A stunning technical achievement and affecting tribute to the British Infantry of the Great War
Over Christmas 2018, Fathom Events unassumingly rolled out They Shall Not Grow Old in limited release across the US. Response was overwhelmingly positive, with cinema goers driving it to a box office take of $8.34 million, making it the highest-grossing U.S. Cinema Event release ever. This was evidence this is a film people want to see on the big screen, prompting a wider re-release this coming weekend, an opportunity that should not be missed.
The documentary was commissioned by 14–18 Now, the UK arts program for the First World War centenary, together with the Imperial War Museum and the BBC, with the intention of marking the centenary of the end of the First World War. They recruited filmmaker Peter Jackson to take the helm of the project, one with a unique approach, to be solely made up of footage from the era. Jackson’s approach was to go above simple restoration of this footage, using new techniques to bring a clarity to the images, but taking things a step further, using colorization and 3D effects and more, to immerse viewers in the life of these men (and boys) in Britain. The film moves through entry to the first World War, recruitment, training, and then the experiences of being thrown onto the front lines of a conflict that claimed the lives of millions.
The film opens with old school footage. It’s film stock that has degraded over time, with detail that was poor to begin with and even worse now. Movements are jerky due to the antiquated technology. These monochrome images, framed as if watched through an old viewfinder, eventually open up, expanding to fill the screen, while color bleeds into the footage. The effect is pretty staggering. Improved detail and clarity is obvious, and a subtle 3D effect draws you in further. Footage of the age, so often shot in very low frames per second due to tech limitations, is corrected to 24fps, our standard today, by somehow filling in the gaps. Movements that once jumped around take on a more natural pace. It seems to add a veneer beyond the superficial, one that ties the footage more to our own time, adding to the truth and potency of what we see. So often technology seems to be draining our films of life, but here we see how it is equally adept at infusing life into it. By opening up this footage in such a natural way, it also made them able to better see what what happening, most notably in terms of lip reading those caught onscreen. Conversations picked up on range from training orders, battle prep, or even a wave and “hello mum” to camera. Snippets of solemn ruminations, mundanity, and good-natured humor counter some of the more visceral moments you’ll see unfold. The film doesn’t hold back in terms of grim imagery later on.
Another creative choice aids the immersion — no actor or celebrity is used to narrate the footage, nor an esteemed historian. Instead Jackson drew from interviews of veterans conducted in the ‘60s and ‘70s, their insights and memories matched to pieces of footage to give an overarching picture of WWI. From the contributions, we have commentary from a range of men of different ages, different social classes, and different ranks within the army. The thing that connects them all is they were brothers in arms, survivors, and had a devotion to the humble cup of tea. We hear tales of their lives before, how they enlisted, the rigors of boot camp training to quickly whip them into shape, and they how they were sent over to France and Belgium. On the front lines, the film puts the human cost of war at the forefront, using these personal, authentic insights to tell the emotional and physical cost of the struggle. We learn how these men cope, and what they lost along the way.

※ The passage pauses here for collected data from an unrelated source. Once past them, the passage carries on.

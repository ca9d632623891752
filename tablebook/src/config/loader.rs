//! Configuration file discovery and loading.
//!
//! This module handles discovering and loading tablebook configuration files
//! from various locations with proper precedence.

use crate::config::schema::Config;
use crate::error::{Error, Result};
use std::fs;
use std::path::{Path, PathBuf};

/// Name of the project configuration file.
pub const PROJECT_CONFIG_FILE: &str = "tablebook.yaml";

/// Name of the private, uncommitted project configuration file.
pub const LOCAL_CONFIG_FILE: &str = "tablebook.local.yaml";

/// Configuration source with its precedence level.
///
/// Lower precedence values are overridden by higher ones.
#[derive(Debug, Clone)]
pub struct ConfigSource {
    /// Path to the configuration file.
    pub path: PathBuf,
    /// Precedence level (higher values take priority).
    pub precedence: u8,
    /// Parsed configuration.
    pub config: Config,
}

/// Loads configuration from various sources.
///
/// # Examples
///
/// ```no_run
/// use tablebook::config::ConfigLoader;
/// use std::path::Path;
///
/// let sources = ConfigLoader::load_all(Path::new("."), None).unwrap();
/// println!("Found {} configuration sources", sources.len());
/// ```
pub struct ConfigLoader;

impl ConfigLoader {
    /// Discover and load all configuration files.
    ///
    /// Searches for:
    /// 1. User config at `~/.tablebook/config.yaml` (precedence 1)
    /// 2. `tablebook.yaml` walking up from `working_dir` (precedence 2)
    /// 3. `tablebook.local.yaml` next to it (precedence 3)
    ///
    /// The `data_dir` parameter overrides where the user config is loaded from.
    ///
    /// # Errors
    ///
    /// Returns an error if any configuration file exists but cannot be read
    /// or parsed.
    pub fn load_all(working_dir: &Path, data_dir: Option<&Path>) -> Result<Vec<ConfigSource>> {
        let mut sources = Vec::new();

        if let Some(user_config) = Self::load_user_config(data_dir)? {
            sources.push(user_config);
        }

        sources.extend(Self::discover_project_configs(working_dir)?);
        sources.sort_by_key(|s| s.precedence);

        Ok(sources)
    }

    fn load_user_config(data_dir: Option<&Path>) -> Result<Option<ConfigSource>> {
        let config_path = match data_dir {
            Some(dir) => dir.join("config.yaml"),
            None => Self::user_config_path()?,
        };

        if !config_path.exists() {
            return Ok(None);
        }

        let config = Self::load_file(&config_path)?;
        Ok(Some(ConfigSource {
            path: config_path,
            precedence: 1,
            config,
        }))
    }

    /// Discover project configurations by walking up directories.
    ///
    /// Stops at the first directory containing either project file.
    ///
    /// # Errors
    ///
    /// Returns an error if any discovered file cannot be read or parsed.
    pub fn discover_project_configs(start_dir: &Path) -> Result<Vec<ConfigSource>> {
        let mut configs = Vec::new();
        let mut current = start_dir.to_path_buf();

        loop {
            let mut found_any = false;

            for (name, precedence) in [(PROJECT_CONFIG_FILE, 2), (LOCAL_CONFIG_FILE, 3)] {
                let path = current.join(name);
                if path.exists() {
                    let config = Self::load_file(&path)?;
                    configs.push(ConfigSource {
                        path,
                        precedence,
                        config,
                    });
                    found_any = true;
                }
            }

            if found_any || !current.pop() {
                break;
            }
        }

        Ok(configs)
    }

    /// Load and parse a YAML configuration file.
    ///
    /// # Errors
    ///
    /// Returns an error if the file cannot be read or the YAML is invalid.
    pub fn load_file(path: &Path) -> Result<Config> {
        let contents = fs::read_to_string(path).map_err(|e| Error::InvalidPath {
            path: path.to_path_buf(),
            reason: format!("Failed to read configuration file: {e}"),
        })?;

        serde_yaml::from_str(&contents).map_err(|e| Error::Validation {
            field: format!("{}", path.display()),
            message: format!("Invalid YAML: {e}"),
        })
    }

    fn user_config_path() -> Result<PathBuf> {
        let home = home::home_dir().ok_or_else(|| Error::InvalidPath {
            path: PathBuf::from("~"),
            reason: "Cannot determine home directory".into(),
        })?;
        Ok(home.join(".tablebook").join("config.yaml"))
    }
}
//! Configuration validation.
//!
//! Checks that hours parse and are ordered, that the table registry is
//! well formed, and that the grace period is usable.

use crate::config::schema::{Config, ExpiryConfig, HoursConfig, TableConfig};
use crate::error::{Error, Result};
use std::collections::HashSet;

/// Longest accepted grace period: one day.
pub const MAX_GRACE_MINUTES: u32 = 24 * 60;

/// Validates configuration values.
///
/// # Examples
///
/// ```
/// use tablebook::config::{Config, ConfigValidator};
///
/// let config = Config::default();
/// ConfigValidator::validate(&config).unwrap();
/// ```
pub struct ConfigValidator;

impl ConfigValidator {
    /// Validate a complete configuration.
    ///
    /// Absent sections are not an error; defaults fill them later.
    ///
    /// # Errors
    ///
    /// Returns [`Error::Validation`] naming the first offending field.
    pub fn validate(config: &Config) -> Result<()> {
        if let Some(ref hours) = config.hours {
            Self::validate_hours(hours)?;
        }

        if let Some(ref tables) = config.tables {
            Self::validate_tables(tables)?;
        }

        if let Some(ref expiry) = config.expiry {
            Self::validate_expiry(expiry)?;
        }

        Ok(())
    }

    fn validate_hours(hours: &HoursConfig) -> Result<()> {
        hours.to_operating_hours().map(|_| ())
    }

    /// Table numbers must be positive and unique, capacities positive.
    fn validate_tables(tables: &[TableConfig]) -> Result<()> {
        if tables.is_empty() {
            return Err(Error::Validation {
                field: "tables".into(),
                message: "At least one table is required".into(),
            });
        }

        let mut seen = HashSet::new();
        for (i, table) in tables.iter().enumerate() {
            if table.number == 0 {
                return Err(Error::Validation {
                    field: format!("tables[{i}].number"),
                    message: "Table number must be at least 1".into(),
                });
            }
            if table.capacity == 0 {
                return Err(Error::Validation {
                    field: format!("tables[{i}].capacity"),
                    message: "Capacity must be at least 1".into(),
                });
            }
            if !seen.insert(table.number) {
                return Err(Error::Validation {
                    field: format!("tables[{i}].number"),
                    message: format!("Duplicate table number {}", table.number),
                });
            }
        }

        Ok(())
    }

    fn validate_expiry(expiry: &ExpiryConfig) -> Result<()> {
        match expiry.grace_minutes {
            Some(0) => Err(Error::Validation {
                field: "expiry.grace_minutes".into(),
                message: "Grace period must be greater than 0".into(),
            }),
            Some(m) if m > MAX_GRACE_MINUTES => Err(Error::Validation {
                field: "expiry.grace_minutes".into(),
                message: format!("Grace period cannot exceed {MAX_GRACE_MINUTES} minutes"),
            }),
            _ => Ok(()),
        }
    }
}

#[cfg(test)]
mod tests {
    use super::*;
    use crate::config::schema::SessionConfig;

    fn field_of(err: Error) -> String {
        match err {
            Error::Validation { field, .. } => field,
            other => panic!("expected validation error, got {other:?}"),
        }
    }

    #[test]
    fn test_default_config_is_valid() {
        assert!(ConfigValidator::validate(&Config::default()).is_ok());
    }

    #[test]
    fn test_empty_table_registry() {
        let config = Config {
            tables: Some(vec![]),
            ..Default::default()
        };
        let err = ConfigValidator::validate(&config).unwrap_err();
        assert_eq!(field_of(err), "tables");
    }

    #[test]
    fn test_zero_table_number() {
        let config = Config {
            tables: Some(vec![TableConfig {
                number: 0,
                capacity: 4,
            }]),
            ..Default::default()
        };
        let err = ConfigValidator::validate(&config).unwrap_err();
        assert_eq!(field_of(err), "tables[0].number");
    }

    #[test]
    fn test_zero_capacity() {
        let config = Config {
            tables: Some(vec![
                TableConfig {
                    number: 1,
                    capacity: 2,
                },
                TableConfig {
                    number: 2,
                    capacity: 0,
                },
            ]),
            ..Default::default()
        };
        let err = ConfigValidator::validate(&config).unwrap_err();
        assert_eq!(field_of(err), "tables[1].capacity");
    }

    #[test]
    fn test_duplicate_table_number() {
        let config = Config {
            tables: Some(vec![
                TableConfig {
                    number: 3,
                    capacity: 2,
                },
                TableConfig {
                    number: 3,
                    capacity: 6,
                },
            ]),
            ..Default::default()
        };
        let err = ConfigValidator::validate(&config).unwrap_err();
        assert_eq!(field_of(err), "tables[1].number");
    }

    #[test]
    fn test_grace_bounds() {
        let with_grace = |minutes| Config {
            expiry: Some(ExpiryConfig {
                grace_minutes: Some(minutes),
            }),
            ..Default::default()
        };

        assert!(ConfigValidator::validate(&with_grace(0)).is_err());
        assert!(ConfigValidator::validate(&with_grace(1)).is_ok());
        assert!(ConfigValidator::validate(&with_grace(MAX_GRACE_MINUTES)).is_ok());
        assert!(ConfigValidator::validate(&with_grace(MAX_GRACE_MINUTES + 1)).is_err());
    }

    #[test]
    fn test_overlapping_sessions() {
        let config = Config {
            hours: Some(HoursConfig {
                am: SessionConfig {
                    start: "11:00".into(),
                    end: "19:00".into(),
                },
                pm: SessionConfig {
                    start: "18:00".into(),
                    end: "22:00".into(),
                },
            }),
            ..Default::default()
        };
        assert!(ConfigValidator::validate(&config).is_err());
    }
}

Being commissioned by the Imperial War museum, the focus is on the British infantrymen, although there is some footage and discussion of Russian and German troops towards the end. The focus does give a fine overarching tale of one aspect of the war; but it is just one aspect, which some may find frustrating. But this focus gives it a momentum, an intensity that envelopes you and hurtles you forward alongside these men, building to the big push, the front line movement into no man’s land that came towards the end of the conflict and was when so many lives were lost. It’s in this numbing aftermath that the horrors and cost of war become all the more stark. Like many, I have complained about the practice of taking old film or footage and modernizing it, from Lucas’s warped attempted to ‘improve’ the original Star Wars trilogy to more abhorrent examples. Here the intent feels different, an effort to bring a truth to footage that has lost its natural flow, texture, and in a way, humanity. They Shall Not Grow Old ties these images to our modern era, and in doing so makes them all the more real, serving as a potent reminder of this time and the lasting impact of war.
They Shall Not Grow Old is a stunning technical achievement. What impresses more is how the painstaking techniques are harnessed to not just restore detail and depth to the footage, but humanity too. Pictures and words from the time and from the people are married to a deftly executed technique to deliver an enthralling testament to the experiences of British Infantry during World War I. An indelible viewing experience.
They Shall Not Grow Old rolls out in 500 theaters across 150 markets from February 1st, 2018.